This is the exact method I use when calling out "sick." I get in the mental state of being sick, and call in and say I'm sick. Nothing over the top, just a simple, Oscar worthy, performance. |
The Work Buzz - In our annual survey, one-third of employers reported that workers call in sick more often during the winter holidays than any other time of the year. While cold and flu season has much to do with the abundance of absences, some people are using up those sick days to spend more time with their families, get in some last-minute shopping or just relax in bed when the weather outside looks too bleak to even deal with.
This is a gigantic pet peeve of mine, I've never understood why people try to be so creative with their hooky excuses, it makes no sense whatsoever. It's like I'm the only one that learned that the simplest lie is always the best one. If I want to bang out of work, I just call in and say I'm sick...unless my boss is going to call me out and insinuate that I'm a liar, that's all that needs to be done. Yet I still see others around the office who'll go to extreme measures to cover their tracks when playing hooky, I've seen people ham it up all week long with "cold symptoms" (after admitting they're acting) just to get an extra Friday off, I've seen or heard just about every excuse imaginable as a middle manager and gossiper with fellow middle managers, and guess what, they're all horse shit. HORSE SHIT. I know it, you know it, lets stop playing games. You're lying, your boss knows you're probably lying, it's going to be awkward when you come back in tomorrow no matter what you say on the phone, you might as well just say something simple and have less to explain...and that's another thing, don't explain yourself the next day.

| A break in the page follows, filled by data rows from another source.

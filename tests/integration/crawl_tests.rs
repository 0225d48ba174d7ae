//! Integration tests for the crawler
//!
//! These tests use wiremock to create mock HTTP servers and run the full
//! crawl cycle end-to-end through the bundled HTTP executor.

use spider_core::config::{parse_config, Config};
use spider_core::crawler::{run_crawl, StopReason};
use std::path::Path;
use std::time::Duration;
use tempfile::TempDir;
use wiremock::matchers::{method, path};
use wiremock::{Mock, MockServer, ResponseTemplate};

/// Builds a fast test configuration crawling `start_url`
fn create_test_config(start_url: &str, dir: &Path) -> Config {
    let toml = format!(
        r#"
[crawl]
start-url = "{start_url}"

[rate]
initial-workers = 2
min-workers = 1
max-workers = 4
initial-delay = 0.0
min-delay = 0.0
max-delay = 0.0

[retry]
error-retry-after = 0.05
session-retry-after = 0.05

[workers]
reconcile-interval = 0.05
idle-poll = 0.02
shutdown-timeout = 2.0

[checkpoint]
path = "{checkpoint}"

[orchestrator]
grace-period = 0.2
poll-interval = 0.02
shutdown-deadline = 5.0

[output]
pages-path = "{pages}"
"#,
        start_url = start_url,
        checkpoint = dir.join("checkpoint.json").display(),
        pages = dir.join("pages.jsonl").display(),
    );
    parse_config(&toml).expect("Failed to parse test config")
}

fn html_page(title: &str, links: &[String]) -> ResponseTemplate {
    let anchors: String = links
        .iter()
        .map(|href| format!(r#"<a href="{}">{}</a>"#, href, href))
        .collect();
    ResponseTemplate::new(200)
        .set_body_raw(
            format!(
                "<html><head><title>{}</title></head><body>{}</body></html>",
                title, anchors
            ),
            "text/html",
        )
}

async fn mount_page(server: &MockServer, route: &str, template: ResponseTemplate, calls: u64) {
    Mock::given(method("GET"))
        .and(path(route))
        .respond_with(template)
        .expect(calls)
        .mount(server)
        .await;
}

fn read_pages(dir: &Path) -> Vec<serde_json::Value> {
    std::fs::read_to_string(dir.join("pages.jsonl"))
        .unwrap_or_default()
        .lines()
        .map(|line| serde_json::from_str(line).expect("Invalid JSON line"))
        .collect()
}

async fn crawl(config: Config, fresh: bool) -> spider_core::CrawlSummary {
    tokio::time::timeout(Duration::from_secs(30), run_crawl(config, fresh))
        .await
        .expect("Crawl timed out")
        .expect("Crawl failed")
}

#[tokio::test]
async fn test_full_crawl_single_site() {
    let mock_server = MockServer::start().await;
    let base_url = mock_server.uri();
    let dir = TempDir::new().unwrap();

    mount_page(
        &mock_server,
        "/",
        html_page(
            "Home",
            &[format!("{}/page1", base_url), format!("{}/page2", base_url)],
        ),
        1,
    )
    .await;
    mount_page(
        &mock_server,
        "/page1",
        html_page("Page 1", &[format!("{}/page2", base_url), "/".to_string()]),
        1,
    )
    .await;
    mount_page(&mock_server, "/page2", html_page("Page 2", &[]), 1).await;

    let config = create_test_config(&format!("{}/", base_url), dir.path());
    let summary = crawl(config, true).await;

    assert_eq!(summary.stop_reason, StopReason::Completed);
    assert_eq!(summary.pages_visited, 3);
    assert_eq!(summary.counters.pages_succeeded, 3);
    assert!(summary.checkpoint_saved);

    let pages = read_pages(dir.path());
    assert_eq!(pages.len(), 3);
    let titles: Vec<&str> = pages
        .iter()
        .filter_map(|p| p["data"]["title"].as_str())
        .collect();
    assert!(titles.contains(&"Page 1"));
    assert!(titles.contains(&"Page 2"));

    // Wiremock verifies the call counts when mock_server drops
}

#[tokio::test]
async fn test_out_of_scope_links_are_not_followed() {
    let mock_server = MockServer::start().await;
    let base_url = mock_server.uri();
    let dir = TempDir::new().unwrap();

    mount_page(
        &mock_server,
        "/docs",
        html_page(
            "Docs",
            &[
                format!("{}/docs/guide", base_url),
                format!("{}/blog/post", base_url),
                format!("{}/docs/style.css", base_url),
                "https://elsewhere.test/docs/page".to_string(),
            ],
        ),
        1,
    )
    .await;
    mount_page(&mock_server, "/docs/guide", html_page("Guide", &[]), 1).await;
    mount_page(&mock_server, "/blog/post", html_page("Blog", &[]), 0).await;
    mount_page(&mock_server, "/docs/style.css", html_page("CSS", &[]), 0).await;

    // The start URL normalizes to /docs; the prefix stays /docs
    let config = create_test_config(&format!("{}/docs/", base_url), dir.path());
    let summary = crawl(config, true).await;

    assert_eq!(summary.stop_reason, StopReason::Completed);
    assert_eq!(summary.pages_visited, 2);
}

#[tokio::test]
async fn test_rate_limited_page_is_retried() {
    let mock_server = MockServer::start().await;
    let base_url = mock_server.uri();
    let dir = TempDir::new().unwrap();

    mount_page(
        &mock_server,
        "/",
        html_page("Home", &[format!("{}/busy", base_url)]),
        1,
    )
    .await;

    // First request is throttled, the retry succeeds
    Mock::given(method("GET"))
        .and(path("/busy"))
        .respond_with(ResponseTemplate::new(429).insert_header("retry-after", "0"))
        .up_to_n_times(1)
        .expect(1)
        .mount(&mock_server)
        .await;
    mount_page(&mock_server, "/busy", html_page("Busy", &[]), 1).await;

    let config = create_test_config(&format!("{}/", base_url), dir.path());
    let summary = crawl(config, true).await;

    assert_eq!(summary.stop_reason, StopReason::Completed);
    assert_eq!(summary.pages_visited, 2);
    assert_eq!(summary.counters.retries_scheduled, 1);
    assert_eq!(summary.rate.rate_limited_requests, 1);
}

#[tokio::test]
async fn test_missing_page_is_skipped_without_retry() {
    let mock_server = MockServer::start().await;
    let base_url = mock_server.uri();
    let dir = TempDir::new().unwrap();

    mount_page(
        &mock_server,
        "/",
        html_page("Home", &[format!("{}/gone", base_url)]),
        1,
    )
    .await;
    Mock::given(method("GET"))
        .and(path("/gone"))
        .respond_with(ResponseTemplate::new(404))
        .expect(1)
        .mount(&mock_server)
        .await;

    let config = create_test_config(&format!("{}/", base_url), dir.path());
    let summary = crawl(config, true).await;

    assert_eq!(summary.stop_reason, StopReason::Completed);
    assert_eq!(summary.counters.http_errors, 1);
    assert_eq!(summary.counters.retries_scheduled, 0);
    assert_eq!(summary.visited_total, 2);
}

#[tokio::test]
async fn test_resume_skips_visited_pages() {
    let mock_server = MockServer::start().await;
    let base_url = mock_server.uri();
    let dir = TempDir::new().unwrap();

    mount_page(
        &mock_server,
        "/",
        html_page(
            "Home",
            &[format!("{}/a", base_url), format!("{}/b", base_url)],
        ),
        1,
    )
    .await;
    mount_page(&mock_server, "/a", html_page("A", &[]), 1).await;
    mount_page(&mock_server, "/b", html_page("B", &[]), 1).await;

    // First run stops after the start page
    let mut config = create_test_config(&format!("{}/", base_url), dir.path());
    config.crawl.max_pages = Some(1);
    let first = crawl(config.clone(), true).await;
    assert_eq!(first.stop_reason, StopReason::MaxPages);
    assert_eq!(first.pages_visited, 1);
    assert!(dir.path().join("checkpoint.json").exists());

    // Second run resumes with the remaining links
    config.crawl.max_pages = None;
    let second = crawl(config, false).await;
    assert_eq!(second.stop_reason, StopReason::Completed);
    assert_eq!(second.pages_visited, 3);
    assert_eq!(read_pages(dir.path()).len(), 3);
}

#[tokio::test]
async fn test_checkpoint_records_config_hash() {
    let mock_server = MockServer::start().await;
    let base_url = mock_server.uri();
    let dir = TempDir::new().unwrap();

    mount_page(&mock_server, "/", html_page("Home", &[]), 1).await;

    let config = create_test_config(&format!("{}/", base_url), dir.path());
    let expected = config.source_hash.clone().expect("Parsed config has a hash");
    let summary = crawl(config, true).await;
    assert!(summary.checkpoint_saved);

    let checkpoint: serde_json::Value = serde_json::from_str(
        &std::fs::read_to_string(dir.path().join("checkpoint.json")).unwrap(),
    )
    .unwrap();
    assert_eq!(checkpoint["config_hash"], expected.as_str());
}
use crate::config::types::{
    CheckpointConfig, Config, CrawlConfig, OrchestratorConfig, RateConfig, RetryConfig,
    UserAgentConfig, WorkerConfig,
};
use crate::ConfigError;
use url::Url;

/// Validates the entire configuration
pub fn validate(config: &Config) -> Result<(), ConfigError> {
    validate_crawl_config(&config.crawl)?;
    validate_rate_config(&config.rate)?;
    validate_retry_config(&config.retry)?;
    validate_worker_config(&config.workers)?;
    validate_checkpoint_config(&config.checkpoint)?;
    validate_orchestrator_config(&config.orchestrator)?;
    validate_user_agent_config(&config.user_agent)?;

    if config.rate.max_delay >= config.workers.heartbeat_timeout {
        return Err(ConfigError::Validation(format!(
            "max-delay ({}s) must be below heartbeat-timeout ({}s)",
            config.rate.max_delay, config.workers.heartbeat_timeout
        )));
    }
    Ok(())
}

fn validate_crawl_config(config: &CrawlConfig) -> Result<(), ConfigError> {
    let url = Url::parse(&config.start_url).map_err(|e| {
        ConfigError::InvalidUrl(format!("Invalid start URL '{}': {}", config.start_url, e))
    })?;

    if url.scheme() != "http" && url.scheme() != "https" {
        return Err(ConfigError::Validation(format!(
            "start-url '{}' must use http or https",
            config.start_url
        )));
    }

    if url.host_str().is_none() {
        return Err(ConfigError::InvalidUrl(format!(
            "start-url '{}' has no host",
            config.start_url
        )));
    }

    if let Some(prefix) = &config.path_prefix {
        if !prefix.starts_with('/') {
            return Err(ConfigError::Validation(format!(
                "path-prefix must start with '/', got '{}'",
                prefix
            )));
        }
    }

    if config.max_pages == Some(0) {
        return Err(ConfigError::Validation(
            "max-pages must be >= 1 when set".to_string(),
        ));
    }

    Ok(())
}

fn validate_rate_config(config: &RateConfig) -> Result<(), ConfigError> {
    if config.min_workers < 1 {
        return Err(ConfigError::Validation(format!(
            "min-workers must be >= 1, got {}",
            config.min_workers
        )));
    }

    if config.min_workers > config.max_workers {
        return Err(ConfigError::Validation(format!(
            "min-workers ({}) must not exceed max-workers ({})",
            config.min_workers, config.max_workers
        )));
    }

    if config.max_workers > 256 {
        return Err(ConfigError::Validation(format!(
            "max-workers must be <= 256, got {}",
            config.max_workers
        )));
    }

    if config.min_delay < 0.0 || !config.min_delay.is_finite() {
        return Err(ConfigError::Validation(format!(
            "min-delay must be a non-negative number, got {}",
            config.min_delay
        )));
    }

    if config.min_delay > config.max_delay || !config.max_delay.is_finite() {
        return Err(ConfigError::Validation(format!(
            "min-delay ({}) must not exceed max-delay ({})",
            config.min_delay, config.max_delay
        )));
    }

    if config.window_size < 1 {
        return Err(ConfigError::Validation(
            "window-size must be >= 1".to_string(),
        ));
    }

    positive("adjustment-interval", config.adjustment_interval)?;
    non_negative("cooldown", config.cooldown)?;
    non_negative("recovery-dwell", config.recovery_dwell)?;

    Ok(())
}

fn validate_retry_config(config: &RetryConfig) -> Result<(), ConfigError> {
    if config.backoff_factor < 1.0 || !config.backoff_factor.is_finite() {
        return Err(ConfigError::Validation(format!(
            "backoff-factor must be >= 1.0, got {}",
            config.backoff_factor
        )));
    }

    non_negative("error-retry-after", config.error_retry_after)?;
    non_negative("session-retry-after", config.session_retry_after)?;
    Ok(())
}

fn validate_worker_config(config: &WorkerConfig) -> Result<(), ConfigError> {
    positive("reconcile-interval", config.reconcile_interval)?;
    positive("heartbeat-timeout", config.heartbeat_timeout)?;
    positive("idle-poll", config.idle_poll)?;
    non_negative("shutdown-timeout", config.shutdown_timeout)?;
    Ok(())
}

fn validate_checkpoint_config(config: &CheckpointConfig) -> Result<(), ConfigError> {
    if config.enabled && config.path.is_empty() {
        return Err(ConfigError::Validation(
            "checkpoint path cannot be empty".to_string(),
        ));
    }
    non_negative("auto-save-interval", config.auto_save_interval)
}

fn validate_orchestrator_config(config: &OrchestratorConfig) -> Result<(), ConfigError> {
    non_negative("grace-period", config.grace_period)?;
    positive("poll-interval", config.poll_interval)?;
    positive("shutdown-deadline", config.shutdown_deadline)?;
    Ok(())
}

/// Validates user agent configuration
fn validate_user_agent_config(config: &UserAgentConfig) -> Result<(), ConfigError> {
    if config.crawler_name.is_empty() {
        return Err(ConfigError::Validation(
            "crawler-name cannot be empty".to_string(),
        ));
    }

    if !config
        .crawler_name
        .chars()
        .all(|c| c.is_alphanumeric() || c == '-' || c == '_')
    {
        return Err(ConfigError::Validation(format!(
            "crawler-name must contain only alphanumeric characters, hyphens and underscores, got '{}'",
            config.crawler_name
        )));
    }

    if let Some(contact) = &config.contact_url {
        Url::parse(contact)
            .map_err(|e| ConfigError::InvalidUrl(format!("Invalid contact-url: {}", e)))?;
    }

    Ok(())
}

fn positive(name: &str, value: f64) -> Result<(), ConfigError> {
    if value > 0.0 && value.is_finite() {
        Ok(())
    } else {
        Err(ConfigError::Validation(format!(
            "{} must be > 0 seconds, got {}",
            name, value
        )))
    }
}

fn non_negative(name: &str, value: f64) -> Result<(), ConfigError> {
    if value >= 0.0 && value.is_finite() {
        Ok(())
    } else {
        Err(ConfigError::Validation(format!(
            "{} must be >= 0 seconds, got {}",
            name, value
        )))
    }
}

#[cfg(test)]
mod tests {
    use super::*;
    use crate::config::parse_config;

    fn base() -> Config {
        parse_config("[crawl]\nstart-url = \"https://example.com/\"\n").unwrap()
    }

    #[test]
    fn test_start_url_must_be_http() {
        let mut config = base();
        config.crawl.start_url = "ftp://example.com/".to_string();
        assert!(matches!(validate(&config), Err(ConfigError::Validation(_))));

        config.crawl.start_url = "not a url".to_string();
        assert!(matches!(validate(&config), Err(ConfigError::InvalidUrl(_))));
    }

    #[test]
    fn test_path_prefix_must_be_absolute() {
        let mut config = base();
        config.crawl.path_prefix = Some("docs".to_string());
        assert!(validate(&config).is_err());

        config.crawl.path_prefix = Some("/docs".to_string());
        assert!(validate(&config).is_ok());
    }

    #[test]
    fn test_rate_bounds() {
        let mut config = base();
        config.rate.min_delay = 5.0;
        config.rate.max_delay = 1.0;
        assert!(validate(&config).is_err());

        let mut config = base();
        config.rate.min_workers = 0;
        assert!(validate(&config).is_err());

        let mut config = base();
        config.rate.window_size = 0;
        assert!(validate(&config).is_err());
    }

    #[test]
    fn test_max_delay_must_stay_below_heartbeat_timeout() {
        let mut config = base();
        config.rate.max_delay = 120.0;
        config.workers.heartbeat_timeout = 120.0;
        let err = validate(&config).unwrap_err();
        assert!(err.to_string().contains("heartbeat-timeout"));

        config.workers.heartbeat_timeout = 121.0;
        assert!(validate(&config).is_ok());

        let toml = "[crawl]\nstart-url = \"https://example.com/\"\n\n[workers]\nheartbeat-timeout = 10.0\n";
        assert!(parse_config(toml).is_err());
    }

    #[test]
    fn test_backoff_factor_below_one_rejected() {
        let mut config = base();
        config.retry.backoff_factor = 0.5;
        assert!(validate(&config).is_err());
    }

    #[test]
    fn test_crawler_name() {
        let mut config = base();
        config.user_agent.crawler_name = "bad name!".to_string();
        assert!(validate(&config).is_err());

        config.user_agent.crawler_name = String::new();
        assert!(validate(&config).is_err());
    }

    #[test]
    fn test_zero_durations() {
        let mut config = base();
        config.orchestrator.poll_interval = 0.0;
        assert!(validate(&config).is_err());

        let mut config = base();
        config.orchestrator.grace_period = 0.0;
        assert!(validate(&config).is_ok());
    }
}
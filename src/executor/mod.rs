//! Task executor boundary
//!
//! Workers hand each URL to a `TaskExecutor` and get back exactly one tagged
//! `TaskOutcome`. The crawl engine never looks inside the payload; it only
//! pattern-matches on the outcome tag and, for errors, on `ErrorKind`.
//!
//! - `TaskExecutor`: fetches and processes one URL
//! - `ExecutorFactory`: builds one executor per worker, and again after a
//!   session failure
//! - `ResponseClassifier`: maps HTTP statuses to retry/skip/throttle actions
//! - `HttpExecutor`: reqwest + scraper implementation

mod classify;
pub mod http;
mod links;

pub use classify::{Classification, ResponseAction, ResponseClassifier, StatusClassifier};
pub use http::{build_http_client, HttpExecutor, HttpExecutorFactory};
pub use links::{extract_links, parse_html, ParsedPage};

use crate::state::OutcomeSummary;
use async_trait::async_trait;
use thiserror::Error;

/// Errors an executor reports instead of an outcome
#[derive(Debug, Error)]
pub enum ExecutorError {
    /// The executor could not be created
    #[error("Executor initialization failed: {0}")]
    Init(String),

    /// The executor's session is broken and it must be recreated
    #[error("Executor session failed: {0}")]
    Session(String),

    #[error("Executor error: {0}")]
    Other(String),
}

/// How a failed task should be treated
#[derive(Debug, Clone, Copy, PartialEq, Eq)]
pub enum ErrorKind {
    /// Network hiccup or similar; worth one more attempt
    Transient,
    /// The executor session failed mid-task
    Session,
    /// The worker died or hung while holding the task
    WorkerLost,
    /// The URL cannot be processed; do not retry
    Fatal,
}

/// The single result of executing one task
#[derive(Debug, Clone)]
pub enum TaskOutcome {
    Success {
        links: Vec<String>,
        payload: serde_json::Value,
        http_status: Option<u16>,
    },
    HttpError {
        status: u16,
        classification: Classification,
    },
    Skipped {
        reason: String,
    },
    Error {
        message: String,
        kind: ErrorKind,
    },
}

impl TaskOutcome {
    pub fn error(message: impl Into<String>, kind: ErrorKind) -> Self {
        TaskOutcome::Error {
            message: message.into(),
            kind,
        }
    }

    /// Short tag used in logs
    pub fn label(&self) -> &'static str {
        match self {
            TaskOutcome::Success { .. } => "success",
            TaskOutcome::HttpError { .. } => "http_error",
            TaskOutcome::Skipped { .. } => "skipped",
            TaskOutcome::Error { .. } => "error",
        }
    }

    /// The signal the rate controller consumes
    ///
    /// Lost-worker results carry no information about the server and return
    /// `None`.
    pub fn rate_signal(&self) -> Option<OutcomeSummary> {
        match self {
            TaskOutcome::Success { http_status, .. } => Some(OutcomeSummary::success(*http_status)),
            TaskOutcome::HttpError {
                status,
                classification,
            } => Some(OutcomeSummary::failure(
                Some(*status),
                classification.rate_limited,
            )),
            TaskOutcome::Skipped { .. } => Some(OutcomeSummary::failure(None, false)),
            TaskOutcome::Error {
                kind: ErrorKind::WorkerLost,
                ..
            } => None,
            TaskOutcome::Error { .. } => Some(OutcomeSummary::failure(None, false)),
        }
    }
}

/// Processes one URL
#[async_trait]
pub trait TaskExecutor: Send + Sync {
    async fn execute(&self, url: &str, depth: u32) -> Result<TaskOutcome, ExecutorError>;

    /// Releases any session resources; called before the executor is dropped
    async fn close(&self) {}
}

/// Creates executors for workers
#[async_trait]
pub trait ExecutorFactory: Send + Sync {
    async fn create(&self, worker_id: usize) -> Result<Box<dyn TaskExecutor>, ExecutorError>;
}
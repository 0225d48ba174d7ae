//! Checkpoint file format
//!
//! A checkpoint is a single JSON object. `visited`, `frontier`,
//! `pages_visited` and `checkpoint_time` are required; everything else
//! defaults so older or hand-edited files still load.

use crate::crawler::{FrontierSnapshot, ScheduledRetry, UrlRecord};
use crate::output::CrawlCounters;
use crate::state::RateControllerState;
use crate::CheckpointError;
use chrono::{DateTime, Utc};
use serde::{Deserialize, Serialize};
use std::collections::HashMap;

pub const CHECKPOINT_VERSION: &str = "1.0";

const REQUIRED_KEYS: [&str; 4] = ["visited", "frontier", "pages_visited", "checkpoint_time"];

fn default_version() -> String {
    CHECKPOINT_VERSION.to_string()
}

/// Everything needed to resume a crawl
#[derive(Debug, Clone, PartialEq, Serialize, Deserialize)]
pub struct CheckpointSnapshot {
    pub visited: Vec<String>,
    pub frontier: Vec<UrlRecord>,
    #[serde(default)]
    pub pending: Vec<UrlRecord>,
    pub pages_visited: u64,
    pub checkpoint_time: DateTime<Utc>,
    #[serde(default = "default_version")]
    pub checkpoint_version: String,
    #[serde(default)]
    pub rate_controller_state: Option<RateControllerState>,
    #[serde(default)]
    pub retry_counts: HashMap<String, u32>,
    #[serde(default)]
    pub scheduled_retries: Vec<ScheduledRetry>,
    #[serde(default)]
    pub stats: CrawlCounters,
    #[serde(default)]
    pub config_hash: Option<String>,
}

impl CheckpointSnapshot {
    /// Builds a snapshot stamped with the current time
    pub fn new(frontier: FrontierSnapshot, pages_visited: u64) -> Self {
        Self {
            visited: frontier.visited,
            frontier: frontier.frontier,
            pending: frontier.pending,
            pages_visited,
            checkpoint_time: Utc::now(),
            checkpoint_version: default_version(),
            rate_controller_state: None,
            retry_counts: HashMap::new(),
            scheduled_retries: Vec::new(),
            stats: CrawlCounters::default(),
            config_hash: None,
        }
    }

    /// Parses and validates checkpoint JSON
    ///
    /// # Returns
    ///
    /// * `Ok(CheckpointSnapshot)` - The file is complete
    /// * `Err(CheckpointError)` - Malformed JSON, not an object, or a
    ///   required key is missing
    pub fn from_json(content: &str) -> Result<Self, CheckpointError> {
        let value: serde_json::Value = serde_json::from_str(content)?;
        for key in REQUIRED_KEYS {
            if value.get(key).is_none() {
                return Err(CheckpointError::MissingField(key));
            }
        }
        Ok(serde_json::from_value(value)?)
    }

    pub fn to_json(&self) -> Result<String, CheckpointError> {
        Ok(serde_json::to_string_pretty(self)?)
    }

    /// The frontier contents to restore
    ///
    /// Scheduled retries were outside every set when the checkpoint was
    /// taken; they rejoin the queue after the saved frontier.
    pub fn frontier_snapshot(&self) -> FrontierSnapshot {
        let mut frontier = self.frontier.clone();
        frontier.extend(
            self.scheduled_retries
                .iter()
                .map(|r| UrlRecord::new(r.url.clone(), r.depth)),
        );
        FrontierSnapshot {
            visited: self.visited.clone(),
            frontier,
            pending: self.pending.clone(),
        }
    }
}

#[cfg(test)]
mod tests {
    use super::*;
    use crate::crawler::RetryAction;

    fn create_test_snapshot() -> CheckpointSnapshot {
        let mut snapshot = CheckpointSnapshot::new(
            FrontierSnapshot {
                visited: vec!["https://example.com/".to_string()],
                frontier: vec![UrlRecord::new("https://example.com/b", 1)],
                pending: vec![UrlRecord::new("https://example.com/a", 1)],
            },
            1,
        );
        snapshot.scheduled_retries.push(ScheduledRetry {
            url: "https://example.com/c".to_string(),
            depth: 1,
            attempt: 1,
            action: RetryAction::Retry,
            remaining_secs: 12.5,
        });
        snapshot.retry_counts.insert("https://example.com/c".to_string(), 1);
        snapshot
    }

    #[test]
    fn test_json_round_trip() {
        let snapshot = create_test_snapshot();
        let json = snapshot.to_json().unwrap();
        assert_eq!(CheckpointSnapshot::from_json(&json).unwrap(), snapshot);
    }

    #[test]
    fn test_missing_required_key() {
        let json = r#"{"visited": [], "frontier": [], "checkpoint_time": "2024-01-01T00:00:00Z"}"#;
        assert!(matches!(
            CheckpointSnapshot::from_json(json),
            Err(CheckpointError::MissingField("pages_visited"))
        ));
    }

    #[test]
    fn test_malformed_json() {
        assert!(matches!(
            CheckpointSnapshot::from_json("{not json"),
            Err(CheckpointError::Json(_))
        ));
        assert!(matches!(
            CheckpointSnapshot::from_json("[]"),
            Err(CheckpointError::MissingField("visited"))
        ));
    }

    #[test]
    fn test_minimal_file_uses_defaults() {
        let json = r#"{
            "visited": ["https://example.com/"],
            "frontier": [{"url": "https://example.com/a", "depth": 1}],
            "pages_visited": 1,
            "checkpoint_time": "2024-01-01T00:00:00Z"
        }"#;
        let snapshot = CheckpointSnapshot::from_json(json).unwrap();
        assert_eq!(snapshot.checkpoint_version, CHECKPOINT_VERSION);
        assert!(snapshot.pending.is_empty());
        assert!(snapshot.rate_controller_state.is_none());
        assert!(snapshot.retry_counts.is_empty());
    }

    #[test]
    fn test_frontier_snapshot_includes_scheduled_retries() {
        let restored = create_test_snapshot().frontier_snapshot();
        let urls: Vec<&str> = restored.frontier.iter().map(|r| r.url.as_str()).collect();
        assert_eq!(urls, vec!["https://example.com/b", "https://example.com/c"]);
        assert_eq!(restored.pending.len(), 1);
    }
}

Everyone does it, feel like they have to come up with some rich back story for their day off, like they spent the whole day brainstorming ideas for things they could add on to their initial excuse the day prior, stop, it's not necessary, you got your day off, it's over. I don't need to hear about fake sickness conditions, catalytic converters, etc... You needed a day on the couch, its cool, I do the same thing from time to time. Lets not make this more complicated than it needs to be...Like look at this list of the 15 Weirdest Excuses, followed by my comments decoding the excuse:
- Employee’s 12-year-old daughter stole his car and he had no other way to work. Employee didn’t want to report it to the police. - You're hungover
- Employee said bats got in her hair. - You're hungover
- Employee said a refrigerator fell on him. - You just want to watch junk tv in your underwear.
- Employee was in line at a coffee shop when a truck carrying flour backed up and dumped the flour into her convertible. - A truck dumped flour into your convertible (come on, that's impossible to make up, plus it would be in the news).
- Employee said a deer bit him during hunting season. - You're sleeping in.
- Employee ate too much at a party. - You're hungover
- Employee fell out of bed and broke his nose. - You're hungover, and did something stupid the night before, like got in a fight.
- Employee got a cold from a puppy. - Eww...
- Employee’s child stuck a mint up his nose and had to go to the ER to remove it. - Your kid is at school, you're catching up on the DVR for the day, good for you.
- Employee hurt his back chasing a beaver. - You're hungover
- Employee got his toe caught in a vent cover. - You're a fucking idiot
- Employee had a headache after going to too many garage sales. - You were up way too late playing Call of Duty and want to sleep in.
- Employee’s brother-in-law was kidnapped by a drug cartel while in Mexico. - You had a bit too much Tequilla and missed your flight...and you're hungover.
- Employee drank anti-freeze by mistake and had to go to the hospital. - Bull Shit...No one has ever drank anti-freeze, ever. You're hungover
- Employee was at a bowling alley and a bucket filled with water (due to a leak) crashed through the ceiling and hit her on the head. - Come on...why would that cause you to miss work, just admit it, you're sleeping in.